Two young men from Athens – let’s call them Eric and Pete – decide to leave the stresses and squabbles of city life and re-locate to the country. They seek the advice of King Tereus, now living in the shape of a hoopoe (one of the imaginative punishments handed out by Zeus, King of the Gods) on a remote, bird-inhabited mountain top. Not a promising scenario, but then Pete gets his big idea: why not create a new state, a kingdom of the birds, a buffer zone between humans and the gods, complete with visas and import/export taxes? Tereus is enthusiastic; the birds less so at first. But Pete wins them over with his promise of status and prestige.

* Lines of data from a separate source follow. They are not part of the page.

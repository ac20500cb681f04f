// ── Search engine ─────────────────────────────────────────────────────────────
//
// Pure search logic on top of `TextBuffer::search_in_range`.  Nothing here
// moves the caret or reports status; the engine decides what to do with a
// result.  Scope resolution lives in `scope`, replacement in `replace`.

use tracing::trace;

use crate::{
    editor::{SearchFlags, SelectionRange, Target, TextBuffer},
    error::Result,
    pattern::PatternList,
};

pub mod replace;
pub mod scope;

use scope::{Direction, Scope};

/// Matched text beyond this many bytes is cut off in `SearchResult`.  The
/// match itself (`position`, `length`) is never truncated.
pub const MAX_MATCH_TEXT: usize = 4096;

/// One match.
#[derive(Debug, Clone, PartialEq, Eq)]
pub struct SearchResult {
    pub position: usize,
    pub length: usize,
    /// At most `MAX_MATCH_TEXT` bytes of the match.
    pub matched_text: Vec<u8>,
}

impl SearchResult {
    pub fn end(&self) -> usize {
        self.position + self.length
    }

    pub fn range(&self) -> SelectionRange {
        SelectionRange::new(self.position, self.end())
    }
}

/// Search one target.  An empty pattern never matches.
pub fn single_search<B: TextBuffer + ?Sized>(
    buffer: &mut B,
    pattern: &[u8],
    flags: SearchFlags,
    target: Target,
) -> Result<Option<SearchResult>> {
    if pattern.is_empty() {
        return Ok(None);
    }
    let Some((position, length)) = buffer.search_in_range(pattern, flags, target)? else {
        return Ok(None);
    };
    let shown = length.min(MAX_MATCH_TEXT);
    let matched_text = buffer.text_range(position, position + shown);
    Ok(Some(SearchResult { position, length, matched_text }))
}

/// First match in scope, walking the resolved targets in order.
pub fn search<B: TextBuffer + ?Sized>(
    buffer: &mut B,
    pattern: &[u8],
    flags: SearchFlags,
    scope: Scope<'_>,
    start: usize,
    direction: Direction,
) -> Result<Option<SearchResult>> {
    for target in scope::resolve(buffer, scope, start, direction) {
        if let Some(hit) = single_search(buffer, pattern, flags, target)? {
            return Ok(Some(hit));
        }
    }
    Ok(None)
}

pub fn search_forward<B: TextBuffer + ?Sized>(
    buffer: &mut B,
    pattern: &[u8],
    flags: SearchFlags,
    scope: Scope<'_>,
    start: usize,
) -> Result<Option<SearchResult>> {
    search(buffer, pattern, flags, scope, start, Direction::Forward)
}

pub fn search_backward<B: TextBuffer + ?Sized>(
    buffer: &mut B,
    pattern: &[u8],
    flags: SearchFlags,
    scope: Scope<'_>,
    start: usize,
) -> Result<Option<SearchResult>> {
    search(buffer, pattern, flags, scope, start, Direction::Backward)
}

// ── List search ───────────────────────────────────────────────────────────────

/// The match closest to `start` over every enabled entry.
///
/// Forward keeps the smallest position; backward keeps the largest match
/// end.  Ties go to the earlier entry.
pub fn search_list<B: TextBuffer + ?Sized>(
    buffer: &mut B,
    list: &PatternList,
    scope: Scope<'_>,
    start: usize,
    direction: Direction,
) -> Result<Option<SearchResult>> {
    let mut best: Option<SearchResult> = None;
    for entry in list.enabled() {
        let pattern = entry.find_bytes();
        let Some(hit) = search(buffer, &pattern, entry.search_flags(), scope, start, direction)? else {
            continue;
        };
        let closer = match (&best, direction) {
            (None, _) => true,
            (Some(b), Direction::Forward) => hit.position < b.position,
            (Some(b), Direction::Backward) => hit.end() > b.end(),
        };
        if closer {
            best = Some(hit);
        }
    }
    Ok(best)
}

// ── Wrap-around ───────────────────────────────────────────────────────────────

/// Result of a find that may have wrapped past the document edge.
#[derive(Debug, Clone, PartialEq, Eq)]
pub struct FindOutcome {
    pub result: Option<SearchResult>,
    /// The hit came from the second, wrapped attempt.
    pub wrapped: bool,
}

/// Run `attempt` from `start`; if that finds nothing and `wrap_around` is
/// on, run it once more from the document edge (0 forward, the end
/// backward).
pub fn find_with_wrap<B, F>(
    buffer: &mut B,
    start: usize,
    direction: Direction,
    wrap_around: bool,
    mut attempt: F,
) -> Result<FindOutcome>
where
    B: TextBuffer + ?Sized,
    F: FnMut(&mut B, usize) -> Result<Option<SearchResult>>,
{
    if let Some(hit) = attempt(buffer, start)? {
        return Ok(FindOutcome { result: Some(hit), wrapped: false });
    }
    if !wrap_around {
        return Ok(FindOutcome { result: None, wrapped: false });
    }
    let edge = match direction {
        Direction::Forward => 0,
        Direction::Backward => buffer.length(),
    };
    trace!(?direction, edge, "search wrapped");
    let result = attempt(buffer, edge)?;
    let wrapped = result.is_some();
    Ok(FindOutcome { result, wrapped })
}

// ── Tests ─────────────────────────────────────────────────────────────────────

#[cfg(test)]
mod tests {
    use super::*;
    use crate::{editor::memory::MemoryBuffer, pattern::PatternEntry};

    fn literal() -> SearchFlags {
        SearchFlags { match_case: true, ..SearchFlags::default() }
    }

    #[test]
    fn single_search_reports_text() {
        let mut buf = MemoryBuffer::new("one two three");
        let hit = single_search(&mut buf, b"two", literal(), Target::forward(0, 13)).unwrap().unwrap();
        assert_eq!((hit.position, hit.length, hit.end()), (4, 3, 7));
        assert_eq!(hit.matched_text, b"two");
        assert_eq!(single_search(&mut buf, b"", literal(), Target::forward(0, 13)).unwrap(), None);
    }

    #[test]
    fn matched_text_is_truncated() {
        let text = "x".repeat(MAX_MATCH_TEXT + 10);
        let mut buf = MemoryBuffer::new(text.as_str());
        let flags = SearchFlags { regex: true, ..literal() };
        let len = buf.length();
        let hit = single_search(&mut buf, b"x+", flags, Target::forward(0, len))
            .unwrap()
            .unwrap();
        assert_eq!(hit.length, MAX_MATCH_TEXT + 10);
        assert_eq!(hit.matched_text.len(), MAX_MATCH_TEXT);
    }

    #[test]
    fn forward_and_backward() {
        let mut buf = MemoryBuffer::new("ab ab ab");
        let f = search_forward(&mut buf, b"ab", literal(), Scope::Document, 1).unwrap().unwrap();
        assert_eq!(f.position, 3);
        let b = search_backward(&mut buf, b"ab", literal(), Scope::Document, 5).unwrap().unwrap();
        assert_eq!(b.position, 3);
    }

    #[test]
    fn list_search_picks_nearest() {
        let mut buf = MemoryBuffer::new("alpha beta gamma");
        let list: PatternList = [
            PatternEntry::new("gamma", ""),
            PatternEntry::new("beta", ""),
            PatternEntry::new("alpha", "").enabled(false),
        ]
        .into_iter()
        .collect();

        let f = search_list(&mut buf, &list, Scope::Document, 0, Direction::Forward).unwrap().unwrap();
        assert_eq!(f.matched_text, b"beta");
        let b = search_list(&mut buf, &list, Scope::Document, 16, Direction::Backward).unwrap().unwrap();
        assert_eq!(b.matched_text, b"gamma");
        // disabled entries never match
        let none = search_list(&mut buf, &list, Scope::Document, 0, Direction::Backward).unwrap();
        assert_eq!(none, None);
    }

    #[test]
    fn wrap_around_retries_from_edge() {
        let mut buf = MemoryBuffer::new("cat dog");
        let find = |b: &mut MemoryBuffer, from: usize| search_forward(b, b"cat", literal(), Scope::Document, from);

        let out = find_with_wrap(&mut buf, 4, Direction::Forward, false, find).unwrap();
        assert_eq!(out, FindOutcome { result: None, wrapped: false });

        let out = find_with_wrap(&mut buf, 4, Direction::Forward, true, find).unwrap();
        assert!(out.wrapped);
        assert_eq!(out.result.map(|r| r.position), Some(0));

        let back = |b: &mut MemoryBuffer, from: usize| search_backward(b, b"dog", literal(), Scope::Document, from);
        let out = find_with_wrap(&mut buf, 2, Direction::Backward, true, back).unwrap();
        assert!(out.wrapped);
        assert_eq!(out.result.map(|r| r.position), Some(4));
    }

    #[test]
    fn invalid_regex_propagates() {
        let mut buf = MemoryBuffer::new("x");
        let flags = SearchFlags { regex: true, ..SearchFlags::default() };
        assert!(search_forward(&mut buf, b"[", flags, Scope::Document, 0).is_err());
    }
}
// src/logging.rs

//! Logging setup for `disco-kernel` using `tracing` + `tracing-subscriber`.
//!
//! Priority for determining the log level:
//! 1. `--log-level` CLI flag (if provided)
//! 2. `DISCO_KERNEL_LOG` environment variable (e.g. "info", "debug")
//! 3. default to `info`
//!
//! Logs are sent to STDERR. STDOUT carries the host protocol and must never
//! see a log line.

use anyhow::Result;
use tracing_subscriber::fmt;

use crate::cli::LogLevel;

/// Initialise global logging subscriber.
///
/// Safe to call once at startup.
pub fn init_logging(cli_level: Option<LogLevel>) -> Result<()> {
    let level = match cli_level {
        Some(lvl) => level_from_log_level(lvl),
        None => std::env::var("DISCO_KERNEL_LOG")
            .ok()
            .and_then(|s| parse_level_str(&s))
            .unwrap_or(tracing::Level::INFO),
    };

    fmt()
        .with_max_level(level)
        .with_target(true)
        .with_thread_ids(false)
        .with_thread_names(false)
        .with_ansi(false)
        .with_writer(std::io::stderr)
        .init();

    Ok(())
}

fn level_from_log_level(lvl: LogLevel) -> tracing::Level {
    match lvl {
        LogLevel::Error => tracing::Level::ERROR,
        LogLevel::Warn => tracing::Level::WARN,
        LogLevel::Info => tracing::Level::INFO,
        LogLevel::Debug => tracing::Level::DEBUG,
        LogLevel::Trace => tracing::Level::TRACE,
    }
}

fn parse_level_str(s: &str) -> Option<tracing::Level> {
    match s.trim().to_lowercase().as_str() {
        "error" => Some(tracing::Level::ERROR),
        "warn" | "warning" => Some(tracing::Level::WARN),
        "info" => Some(tracing::Level::INFO),
        "debug" => Some(tracing::Level::DEBUG),
        "trace" => Some(tracing::Level::TRACE),
        _ => None,
    }
}
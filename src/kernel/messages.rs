// src/kernel/messages.rs

//! Request and reply shapes of the host contract.

use serde::{Deserialize, Serialize};
use serde_json::{Map, Value};

#[derive(Debug, Clone, Copy, PartialEq, Eq, Serialize, Deserialize)]
#[serde(rename_all = "lowercase")]
pub enum ReplyStatus {
    Ok,
    Abort,
    Error,
}

#[derive(Debug, Clone, Copy, PartialEq, Eq, Serialize, Deserialize)]
#[serde(rename_all = "lowercase")]
pub enum StreamName {
    Stdout,
    Stderr,
}

#[derive(Debug, Clone, PartialEq, Deserialize)]
pub struct ExecuteRequest {
    pub code: String,

    #[serde(default)]
    pub silent: bool,

    #[serde(default = "default_true")]
    pub store_history: bool,

    /// Accepted for contract compatibility; Disco has nothing to evaluate
    /// them with, so replies always carry an empty map.
    #[serde(default)]
    pub user_expressions: Map<String, Value>,

    #[serde(default)]
    pub allow_stdin: bool,
}

fn default_true() -> bool {
    true
}

impl ExecuteRequest {
    pub fn new(code: impl Into<String>) -> Self {
        Self {
            code: code.into(),
            silent: false,
            store_history: true,
            user_expressions: Map::new(),
            allow_stdin: false,
        }
    }

    pub fn silent(mut self, silent: bool) -> Self {
        self.silent = silent;
        self
    }
}

#[derive(Debug, Clone, PartialEq, Eq, Serialize, Deserialize)]
pub struct ErrorContent {
    pub ename: String,
    pub evalue: String,
    pub traceback: Vec<String>,
}

/// Reply to an execute request.
///
/// `abort` replies carry only status and count; `error` replies add the
/// error fields.
#[derive(Debug, Clone, PartialEq, Serialize)]
pub struct ExecuteReply {
    pub status: ReplyStatus,
    pub execution_count: u32,

    #[serde(skip_serializing_if = "Option::is_none")]
    pub payload: Option<Vec<Value>>,

    #[serde(skip_serializing_if = "Option::is_none")]
    pub user_expressions: Option<Map<String, Value>>,

    #[serde(flatten)]
    pub error: Option<ErrorContent>,
}

impl ExecuteReply {
    pub fn ok(execution_count: u32) -> Self {
        Self {
            status: ReplyStatus::Ok,
            execution_count,
            payload: Some(Vec::new()),
            user_expressions: Some(Map::new()),
            error: None,
        }
    }

    pub fn abort(execution_count: u32) -> Self {
        Self {
            status: ReplyStatus::Abort,
            execution_count,
            payload: None,
            user_expressions: None,
            error: None,
        }
    }

    pub fn error(execution_count: u32, ename: &str, evalue: impl Into<String>) -> Self {
        let evalue = evalue.into();
        Self {
            status: ReplyStatus::Error,
            execution_count,
            payload: None,
            user_expressions: None,
            error: Some(ErrorContent {
                ename: ename.to_string(),
                traceback: vec![format!("{ename}: {evalue}")],
                evalue,
            }),
        }
    }
}

#[derive(Debug, Clone, PartialEq, Eq, Deserialize)]
pub struct CompleteRequest {
    pub code: String,
    pub cursor_pos: usize,
}

#[derive(Debug, Clone, PartialEq, Serialize)]
pub struct CompleteReply {
    pub matches: Vec<String>,
    pub cursor_start: usize,
    pub cursor_end: usize,
    pub metadata: Map<String, Value>,
    pub status: ReplyStatus,
}

impl CompleteReply {
    /// No suggestions, with the range covering everything before the cursor.
    pub fn empty(cursor_pos: usize) -> Self {
        Self {
            matches: Vec::new(),
            cursor_start: 0,
            cursor_end: cursor_pos,
            metadata: Map::new(),
            status: ReplyStatus::Ok,
        }
    }
}

#[cfg(test)]
mod tests {
    use serde_json::json;

    use super::*;

    #[test]
    fn ok_reply_has_payload_and_expressions() {
        let value = serde_json::to_value(ExecuteReply::ok(3)).unwrap();
        assert_eq!(
            value,
            json!({"status": "ok", "execution_count": 3, "payload": [], "user_expressions": {}})
        );
    }

    #[test]
    fn abort_reply_is_minimal() {
        let value = serde_json::to_value(ExecuteReply::abort(2)).unwrap();
        assert_eq!(value, json!({"status": "abort", "execution_count": 2}));
    }

    #[test]
    fn error_reply_flattens_error_fields() {
        let value = serde_json::to_value(ExecuteReply::error(1, "Timeout", "slow")).unwrap();
        assert_eq!(value["status"], "error");
        assert_eq!(value["ename"], "Timeout");
        assert_eq!(value["evalue"], "slow");
        assert_eq!(value["traceback"], json!(["Timeout: slow"]));
    }

    #[test]
    fn execute_request_defaults() {
        let req: ExecuteRequest = serde_json::from_value(json!({"code": "1+1"})).unwrap();
        assert_eq!(req, ExecuteRequest::new("1+1"));
    }
}
pub mod builders;
pub mod fake_repl;
pub mod mock_disco;
pub mod sinks;

use std::sync::Once;
use tracing_subscriber::{EnvFilter, fmt};

static INIT: Once = Once::new();

/// Initialise tracing for tests.
///
/// - Uses `with_test_writer()`, so logs are captured per-test.
/// - The Rust test harness only prints captured output for **failing** tests
///   (unless you run with `-- --nocapture`).
///
/// Enable levels with e.g.:
/// `RUST_LOG=debug cargo test`
pub fn init_tracing() {
    INIT.call_once(|| {
        let filter =
            EnvFilter::try_from_default_env().unwrap_or_else(|_| EnvFilter::new("info"));

        fmt()
            .with_env_filter(filter)
            .with_test_writer() // print only for failing tests unless --nocapture
            .with_target(true)
            .init();
    });
}

/// Run a future with a 5-second timeout.
#[allow(dead_code)]
pub async fn with_timeout<F, T>(f: F) -> T
where
    F: std::future::Future<Output = T>,
{
    tokio::time::timeout(std::time::Duration::from_secs(5), f)
        .await
        .expect("Test timed out after 5 seconds")
}
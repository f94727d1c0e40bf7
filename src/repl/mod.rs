// src/repl/mod.rs

//! Conversation with the Disco child process.
//!
//! - [`scanner`] is the I/O-free core: it buffers raw child output and finds
//!   the next prompt or line boundary.
//! - [`wrapper`] owns the child process and implements "send a line, wait
//!   for the prompt" in buffered and streaming form.
//! - [`signal`] holds the SIGINT plumbing (scoped default disposition while
//!   spawning, interrupt delivery to the child's process group).
//! - [`backend`] provides the `ReplBackend` trait the kernel talks to, so
//!   tests can swap in a scripted fake.

pub mod backend;
pub mod error;
pub mod scanner;
pub mod signal;
pub mod wrapper;

pub use backend::{BoxFuture, ReplBackend};
pub use error::{ReplError, Result};
pub use scanner::{Marker, MarkerSet, OutputScanner, PromptPattern, ScanMatch};
pub use wrapper::ReplWrapper;
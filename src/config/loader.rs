// src/config/loader.rs

use std::fs;
use std::path::Path;

use tracing::debug;

use crate::config::model::{ConfigFile, RawConfigFile};
use crate::errors::Result;

/// Load a configuration file from a given path and return the raw `RawConfigFile`.
///
/// This only performs TOML deserialization; it does **not** perform semantic
/// validation. Use [`load_and_validate`] for that.
pub fn load_from_path(path: impl AsRef<Path>) -> Result<RawConfigFile> {
    let path = path.as_ref();
    let contents = fs::read_to_string(path)?;

    let config: RawConfigFile = toml::from_str(&contents)?;

    Ok(config)
}

/// Load a configuration file from path and run validation.
pub fn load_and_validate(path: impl AsRef<Path>) -> Result<ConfigFile> {
    let raw_config = load_from_path(&path)?;
    let config = ConfigFile::try_from(raw_config)?;
    Ok(config)
}

/// Load the raw config from `path` if one was given, otherwise fall back to
/// built-in defaults.
///
/// The result is still raw so that CLI overrides can be applied before
/// validation.
pub fn load_or_default(path: Option<&Path>) -> Result<RawConfigFile> {
    match path {
        Some(path) => {
            debug!(path = %path.display(), "loading config file");
            load_from_path(path)
        }
        None => {
            debug!("no config file given; using defaults");
            Ok(RawConfigFile::default())
        }
    }
}
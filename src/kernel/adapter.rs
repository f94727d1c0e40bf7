// src/kernel/adapter.rs

//! `DiscoKernel`: the host contract implemented on top of a REPL backend.

use std::fmt;

use tokio::sync::mpsc;
use tracing::{debug, error, info, warn};

use crate::config::{ConfigFile, KernelSection};
use crate::errors::Result;
use crate::repl::{BoxFuture, ReplBackend, ReplError, ReplWrapper};

use super::contract::{Kernel, OutputSink};
use super::info::KernelInfo;
use super::interrupt::InterruptListener;
use super::messages::{CompleteReply, ExecuteReply, ExecuteRequest, StreamName};

/// How the REPL part of an execute request ended.
#[derive(Debug)]
enum CellOutcome {
    Completed,
    Interrupted,
    Failed(ReplError),
}

pub struct DiscoKernel<R: ReplBackend> {
    repl: R,
    settings: KernelSection,
    info: KernelInfo,
    execution_count: u32,
    interrupts: InterruptListener,
}

impl<R: ReplBackend> fmt::Debug for DiscoKernel<R> {
    fn fmt(&self, f: &mut fmt::Formatter<'_>) -> fmt::Result {
        f.debug_struct("DiscoKernel")
            .field("execution_count", &self.execution_count)
            .field("settings", &self.settings)
            .finish_non_exhaustive()
    }
}

impl DiscoKernel<ReplWrapper> {
    /// Spawn Disco and wrap it. Failure to launch is fatal for the kernel.
    pub async fn start(config: &ConfigFile, interrupts: InterruptListener) -> Result<Self> {
        info!(binary = %config.repl.binary, "starting Disco kernel");
        let repl = ReplWrapper::spawn(config.repl.clone()).await?;
        Ok(Self::with_backend(repl, config.kernel.clone(), interrupts))
    }
}

impl<R: ReplBackend> DiscoKernel<R> {
    pub fn with_backend(repl: R, settings: KernelSection, interrupts: InterruptListener) -> Self {
        Self {
            repl,
            settings,
            info: KernelInfo::disco(),
            execution_count: 0,
            interrupts,
        }
    }

    pub fn execution_count(&self) -> u32 {
        self.execution_count
    }

    pub fn backend(&self) -> &R {
        &self.repl
    }

    /// Run one code cell.
    ///
    /// Output lines are forwarded to `sink` while Disco is still running,
    /// unless the request is silent. Interrupts turn into `abort`; a dead
    /// child is restarted and the request still reports `ok`.
    pub async fn execute(
        &mut self,
        request: &ExecuteRequest,
        sink: &mut dyn OutputSink,
    ) -> ExecuteReply {
        if !request.silent {
            self.execution_count += 1;
        }
        let count = self.execution_count;

        if request.code.trim().is_empty() {
            debug!(execution_count = count, "empty cell; nothing to run");
            return ExecuteReply::ok(count);
        }

        let silent = request.silent;
        self.interrupts.clear();

        let (tx, mut rx) = mpsc::unbounded_channel::<String>();
        let this = &mut *self;
        let run = async move {
            let outcome = this.run_cell(&request.code, &tx).await;
            drop(tx);
            outcome
        };
        let forward = async {
            while let Some(text) = rx.recv().await {
                if !silent {
                    publish(sink, &text);
                }
            }
        };
        let (outcome, ()) = tokio::join!(run, forward);

        match outcome {
            CellOutcome::Completed => ExecuteReply::ok(count),
            CellOutcome::Interrupted => self.recover_from_interrupt(count, silent, sink).await,
            CellOutcome::Failed(err) => self.recover_from_failure(err, count, silent, sink).await,
        }
    }

    /// Completion is not supported by Disco yet: always an empty match list.
    pub fn complete(&mut self, code: &str, cursor_pos: usize) -> CompleteReply {
        debug!(code_len = code.len(), cursor_pos, "complete request (no completions)");
        CompleteReply::empty(cursor_pos)
    }

    pub async fn shutdown(&mut self) -> Result<()> {
        self.repl.shutdown().await?;
        Ok(())
    }

    async fn run_cell(&mut self, code: &str, lines: &mpsc::UnboundedSender<String>) -> CellOutcome {
        tokio::select! {
            result = drive_cell(&mut self.repl, &self.settings, code, lines) => match result {
                Ok(()) => CellOutcome::Completed,
                Err(err) => CellOutcome::Failed(err),
            },
            _ = self.interrupts.interrupted() => CellOutcome::Interrupted,
        }
    }

    async fn recover_from_interrupt(
        &mut self,
        count: u32,
        silent: bool,
        sink: &mut dyn OutputSink,
    ) -> ExecuteReply {
        info!(execution_count = count, "execution interrupted");

        match self.repl.interrupt().await {
            Ok(output) => emit(sink, silent, &output),
            Err(ReplError::Eof { output }) => {
                // SIGINT took Disco down with it.
                if let Err(reply) = self.restart_after_eof(output, count, silent, sink).await {
                    return reply;
                }
            }
            Err(err) => warn!(error = %err, "Disco did not come back after the interrupt"),
        }

        ExecuteReply::abort(count)
    }

    async fn recover_from_failure(
        &mut self,
        err: ReplError,
        count: u32,
        silent: bool,
        sink: &mut dyn OutputSink,
    ) -> ExecuteReply {
        match err {
            ReplError::Eof { output } => {
                warn!(execution_count = count, "Disco exited during execution");
                match self.restart_after_eof(output, count, silent, sink).await {
                    Ok(()) => ExecuteReply::ok(count),
                    Err(reply) => reply,
                }
            }
            ReplError::Timeout { ref output, .. } => {
                warn!(execution_count = count, error = %err, "Disco timed out");
                emit(sink, silent, output);
                ExecuteReply::error(count, "Timeout", err.to_string())
            }
            ReplError::IncompleteInput { .. } => {
                ExecuteReply::error(count, "IncompleteInput", err.to_string())
            }
            other => {
                error!(execution_count = count, error = %other, "Disco execution failed");
                ExecuteReply::error(count, "DiscoError", other.to_string())
            }
        }
    }

    /// Show the last output plus the restart notice, then bring up a fresh
    /// child. The error side is the reply to send if that fails.
    async fn restart_after_eof(
        &mut self,
        output: String,
        count: u32,
        silent: bool,
        sink: &mut dyn OutputSink,
    ) -> std::result::Result<(), ExecuteReply> {
        let notice = format!("{output}{}", self.settings.restart_notice);
        emit(sink, silent, &notice);

        self.repl.restart().await.map_err(|err| {
            error!(error = %err, "failed to restart Disco");
            ExecuteReply::error(count, "RestartFailed", err.to_string())
        })
    }
}

/// Send a cell to the REPL: a single line as is, several lines wrapped in
/// the block markers. Only the cell's own lines stream output.
async fn drive_cell<R: ReplBackend>(
    repl: &mut R,
    settings: &KernelSection,
    code: &str,
    lines: &mpsc::UnboundedSender<String>,
) -> crate::repl::Result<()> {
    let code_lines: Vec<&str> = code.trim_end().lines().collect();

    if let [line] = code_lines.as_slice() {
        return repl.run_command_streaming(line, lines).await;
    }

    repl.run_command(&settings.block_begin).await?;
    for line in code_lines {
        repl.run_command_streaming(line.trim_end(), lines).await?;
    }
    repl.run_command(&settings.block_end).await?;
    Ok(())
}

fn emit(sink: &mut dyn OutputSink, silent: bool, text: &str) {
    if !silent && !text.is_empty() {
        publish(sink, text);
    }
}

fn publish(sink: &mut dyn OutputSink, text: &str) {
    if let Err(err) = sink.stream(StreamName::Stdout, text) {
        warn!(error = %err, "failed to publish Disco output");
    }
}

impl<R: ReplBackend> Kernel for DiscoKernel<R> {
    fn info(&self) -> &KernelInfo {
        &self.info
    }

    fn execute<'a>(
        &'a mut self,
        request: &'a ExecuteRequest,
        sink: &'a mut dyn OutputSink,
    ) -> BoxFuture<'a, ExecuteReply> {
        Box::pin(DiscoKernel::execute(self, request, sink))
    }

    fn complete(&mut self, code: &str, cursor_pos: usize) -> CompleteReply {
        DiscoKernel::complete(self, code, cursor_pos)
    }

    fn shutdown(&mut self) -> BoxFuture<'_, Result<()>> {
        Box::pin(DiscoKernel::shutdown(self))
    }
}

However, once “cloud-cuckoo-land” has been formally inaugurated and the birds are preening themselves on their new-found importance, things start to go wrong. A stream of visitors arrives: a poet, a fortune-teller, an estate-agent, civil servants and a lawyer, a pop-star, a teenage tearaway and a gangster. Everyone wants to climb on the band-wagon; suddenly wings are in fashion. Even the gods themselves are forced to seek a negotiated settlement. As Pete begins to acquire a taste for power and the limelight, Tereus and Eric find themselves increasingly pushed aside. The dream of Utopia has turned into the nightmare of an authoritarian state. As Pete celebrates his coronation and marriage to Sovereignty (former Chief Security Adviser to Zeus), the gullible, once-free birds celebrate with enthusiasm.

This witty, satirical comedy, written in 414 BC (when Athens was engaged in a long and damaging war with Sparta) has lost none of its edge, nor its lyrical charm.